The Deterrence of Opportunistic Insurance Fraud

Research undertaken by Southampton Law School has questioned heavy sanctions associated with opportunistic insurance fraud, leading to a legal and industry-wide overhaul in the approach to this contentious area of policy. As an alternative to the sanctions, the research has enabled interventions that are more effective and less costly to implement.


Signing documents

The cost of opportunistic fraud committed by otherwise honest policyholders has been estimated at £1 billion per year in the UK. Prior to the research by SLS, the common law and the insurance industry assumed that the most effective policy to reduce such fraud was deterrence, and that this was best achieved by Draconian sanctions.

One particularly contentious policy stated that a deliberately false statement made to the insurer resulted in the insured party forfeiting their claim. Such approaches were expensive to implement and risked damaging consumer and commercial relationships, as they can lead to false accusations.

Research challenge

Research by Professor James Davey and Dr Johanna Hjalmarsson successfully challenged the narrative that ‘Draconian sanctions deter’.

Hjalmarsson argued that the law made the sanctions more readily available for use by insurers than intended, with insurers using alternative and more creative routes to nullifying claims. She clarified the need for analysis of the economic incentives underpinning fraud and commercial practice.

Davey’s research advanced this analysis into new territory. In an article in the Lloyds Maritime and Commercial Law Quarterly (LMCLQ), he questioned the effectiveness of sanctions, saying that ‘the forfeiture rule is of marginal significance in providing effective deterrence’ AND that it ‘fails to account for the complex and diverse nature of fraudulent claims’.

This research demonstrated that ‘nudges’ towards honest conduct could be more effective than the current sanctions.

Shaping law and policy relating to the deterrence of opportunistic fraud

Davey’s LMCLQ article was the primary academic material presented to the Supreme Court in the case Versloot Dredging BV v HDI Gerling Industrie Versicherung AG [2017], with the Judge, Lord Mance, referring to it during oral submissions on multiple occasions.

The Court unexpectedly reversed the long-standing position that any dishonesty meant that the entire claim was forfeit. The law was altered so that the underwriter did not have a defence where the dishonest statement was found not to be relevant to the insurer’s ultimate liability.

Counsel in the case described the decision as ‘one of the most significant insurance cases to be decided in recent years’ leading to ‘an important change in insurance law’.

This form of direct academic engagement with active litigation is unusual, with the counsel confirming that ‘what was particularly original about Professor Davey’s criticism and research was the way it drew upon empirical data and used it to test some of the assumptions supporting the existing law. As far as I know, this was the first time that such data had been applied in this context.’

The underlying research is also likely to influence future litigation, as a leading QC noted: ‘Professor Davey’s research is likely to have particular impact in shaping the development of the law by providing insights for solicitors and barristers advising clients and arguing insurance fraud issues in the courts’.
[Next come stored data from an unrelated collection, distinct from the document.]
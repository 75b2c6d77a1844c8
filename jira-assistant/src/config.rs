//! Configuration management for jira-assistant
//!
//! Configuration is an explicit value handed to the
//! [`Dispatcher`](crate::dispatcher::Dispatcher) at construction time. Values
//! are resolved from, in increasing precedence:
//! 1. Defaults relative to the project directory
//! 2. `JIRA_ASSISTANT_*` environment variables
//! 3. A `jira-assistant.yaml` file

use crate::common::env_loader::EnvLoader;
use crate::error::ConfigError;
use serde::Deserialize;
use std::path::{Path, PathBuf};
use std::time::Duration;

/// Environment variable prefix for all configuration keys
pub const ENV_PREFIX: &str = "JIRA_ASSISTANT";

/// File name searched for YAML configuration
pub const CONFIG_FILE_NAME: &str = "jira-assistant.yaml";

/// Directory holding the external automation scripts, relative to the project
const DEFAULT_SCRIPTS_DIR: &str = "scripts";
/// Directory holding the `generate-description-*.md` templates, relative to the project
const DEFAULT_PROMPTS_DIR: &str = ".prompts";
/// Wall-clock bound for a single script invocation
const DEFAULT_SCRIPT_TIMEOUT_SECS: u64 = 60;
/// Project prefix used when extracting ticket keys from script output
const DEFAULT_PROJECT_KEY: &str = "RVV";

/// Runtime configuration for the dispatcher and script executor
#[derive(Debug, Clone, PartialEq)]
pub struct Config {
    /// Project root; scripts run with this as their working directory
    pub project_dir: PathBuf,
    /// Directory containing the automation scripts
    pub scripts_dir: PathBuf,
    /// Directory containing description prompt templates
    pub prompts_dir: PathBuf,
    /// Upper bound on a single script's wall-clock time
    pub script_timeout: Duration,
    /// Project key prefix of ticket references (e.g. `RVV` in `RVV-1234`)
    pub project_key: String,
}

impl Config {
    /// Default configuration rooted at `project_dir`
    pub fn for_project(project_dir: impl Into<PathBuf>) -> Self {
        let project_dir = project_dir.into();
        Self {
            scripts_dir: project_dir.join(DEFAULT_SCRIPTS_DIR),
            prompts_dir: project_dir.join(DEFAULT_PROMPTS_DIR),
            script_timeout: Duration::from_secs(DEFAULT_SCRIPT_TIMEOUT_SECS),
            project_key: DEFAULT_PROJECT_KEY.to_string(),
            project_dir,
        }
    }

    /// Load configuration from the environment and optional YAML file, then
    /// validate it.
    ///
    /// The project directory is `JIRA_ASSISTANT_PROJECT_DIR` when set,
    /// otherwise the current working directory.
    ///
    /// # Errors
    ///
    /// Returns [`ConfigError::Missing`] when the scripts directory does not
    /// exist; this is fatal at startup.
    pub fn load() -> Result<Self, ConfigError> {
        let loader = EnvLoader::new(ENV_PREFIX);
        let project_dir = match loader.load_optional::<PathBuf>("PROJECT_DIR") {
            Some(dir) => dir,
            None => std::env::current_dir().map_err(|e| ConfigError::Invalid {
                name: "project_dir".to_string(),
                reason: format!("cannot determine current directory: {e}"),
            })?,
        };

        let mut config = Self::for_project(project_dir);
        config.apply_env_vars();

        match YamlConfig::load_or_default(&config.project_dir) {
            Ok(yaml) => yaml.apply_to_config(&mut config),
            Err(e) => {
                tracing::warn!(
                    "Failed to load YAML configuration, falling back to env vars and defaults: {}",
                    e
                );
            }
        }

        config.validate()?;
        tracing::debug!("Configuration resolved: {:?}", config);
        Ok(config)
    }

    /// Apply environment variable configuration to this config
    fn apply_env_vars(&mut self) {
        let loader = EnvLoader::new(ENV_PREFIX);

        if let Some(dir) = loader.load_optional::<PathBuf>("SCRIPTS_DIR") {
            self.scripts_dir = self.resolve(dir);
        }
        if let Some(dir) = loader.load_optional::<PathBuf>("PROMPTS_DIR") {
            self.prompts_dir = self.resolve(dir);
        }
        let timeout_secs = loader.load_validated(
            "SCRIPT_TIMEOUT_SECS",
            self.script_timeout.as_secs(),
            |secs| *secs > 0,
        );
        self.script_timeout = Duration::from_secs(timeout_secs);
        self.project_key = loader.load_string("PROJECT_KEY", &self.project_key);
    }

    fn resolve(&self, path: PathBuf) -> PathBuf {
        if path.is_absolute() {
            path
        } else {
            self.project_dir.join(path)
        }
    }

    /// Override the script timeout
    pub fn with_script_timeout(mut self, timeout: Duration) -> Self {
        self.script_timeout = timeout;
        self
    }

    /// Override the scripts directory
    pub fn with_scripts_dir(mut self, dir: impl Into<PathBuf>) -> Self {
        self.scripts_dir = dir.into();
        self
    }

    /// Override the prompts directory
    pub fn with_prompts_dir(mut self, dir: impl Into<PathBuf>) -> Self {
        self.prompts_dir = dir.into();
        self
    }

    /// Override the ticket key prefix
    pub fn with_project_key(mut self, key: impl Into<String>) -> Self {
        self.project_key = key.into();
        self
    }

    /// Validate the current configuration settings
    pub fn validate(&self) -> Result<(), ConfigError> {
        if !self.scripts_dir.is_dir() {
            return Err(ConfigError::Missing {
                name: "scripts_dir".to_string(),
                path: self.scripts_dir.clone(),
            });
        }

        if self.script_timeout.is_zero() {
            return Err(ConfigError::Invalid {
                name: "script_timeout".to_string(),
                reason: "timeout must be greater than zero".to_string(),
            });
        }

        self.validate_project_key()
    }

    fn validate_project_key(&self) -> Result<(), ConfigError> {
        let key = &self.project_key;
        let valid = !key.is_empty()
            && key.chars().all(|c| c.is_ascii_alphanumeric())
            && key.starts_with(|c: char| c.is_ascii_alphabetic());
        if valid {
            Ok(())
        } else {
            Err(ConfigError::Invalid {
                name: "project_key".to_string(),
                reason: format!(
                    "'{key}' must be non-empty, alphanumeric and start with a letter"
                ),
            })
        }
    }

    /// Find the YAML configuration file for a project.
    ///
    /// Search order:
    /// 1. `<project_dir>/jira-assistant.yaml`
    /// 2. `~/.config/jira-assistant/jira-assistant.yaml`
    pub fn find_yaml_config_file(project_dir: &Path) -> Option<PathBuf> {
        let mut search_paths = vec![project_dir.join(CONFIG_FILE_NAME)];
        if let Some(home_dir) = dirs::home_dir() {
            search_paths.push(
                home_dir
                    .join(".config")
                    .join("jira-assistant")
                    .join(CONFIG_FILE_NAME),
            );
        }

        let found = search_paths.into_iter().find(|path| path.is_file());
        match &found {
            Some(path) => tracing::debug!("Found configuration file: {:?}", path),
            None => tracing::debug!("No {} found in any search location", CONFIG_FILE_NAME),
        }
        found
    }
}

/// Configuration loaded from `jira-assistant.yaml`
#[derive(Debug, Clone, Default, Deserialize, PartialEq)]
#[serde(deny_unknown_fields)]
pub struct YamlConfig {
    /// Scripts directory, relative paths resolve against the project directory
    pub scripts_dir: Option<PathBuf>,
    /// Prompt template directory, relative paths resolve against the project directory
    pub prompts_dir: Option<PathBuf>,
    /// Script timeout in seconds
    pub script_timeout_secs: Option<u64>,
    /// Ticket key prefix
    pub project_key: Option<String>,
}

impl YamlConfig {
    /// Apply YAML configuration values to an existing Config.
    /// YAML values take precedence over existing values.
    pub fn apply_to_config(&self, config: &mut Config) {
        if let Some(dir) = &self.scripts_dir {
            config.scripts_dir = config.resolve(dir.clone());
        }
        if let Some(dir) = &self.prompts_dir {
            config.prompts_dir = config.resolve(dir.clone());
        }
        if let Some(secs) = self.script_timeout_secs {
            config.script_timeout = Duration::from_secs(secs);
        }
        if let Some(key) = &self.project_key {
            config.project_key = key.clone();
        }
    }

    /// Load YAML configuration from a file path
    pub fn load_from_file<P: AsRef<Path>>(path: P) -> Result<Self, ConfigError> {
        let path = path.as_ref();
        tracing::info!("Loading YAML configuration from: {:?}", path);

        let content = std::fs::read_to_string(path).map_err(|e| ConfigError::FileRead {
            path: path.to_path_buf(),
            source: e,
        })?;

        serde_yaml::from_str(&content).map_err(|e| ConfigError::YamlParse {
            path: path.to_path_buf(),
            source: e,
        })
    }

    /// Try to load YAML configuration, returning default if no file is found
    pub fn load_or_default(project_dir: &Path) -> Result<Self, ConfigError> {
        match Config::find_yaml_config_file(project_dir) {
            Some(path) => Self::load_from_file(path),
            None => Ok(Self::default()),
        }
    }
}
Changing insurance industry practice in counter-fraud activities

Davey’s research was used and his recommendations implemented by the Insurance Fraud Taskforce, an ad hoc committee of experts to advise on investigating fraudulent behaviour and setting down guidance on best practice for the entire British insurance industry.

A key recommendation from Davey was to commission independent experimental economics research to test effectiveness of ‘nudges’. The Taskforce did this in 2018, resulting in a report considered ‘ground-breaking’ by a key industry figure. The results of the report were promoted to the Association of British Insurers, and the industry subsequently designed an information blueprint to implement its recommendations.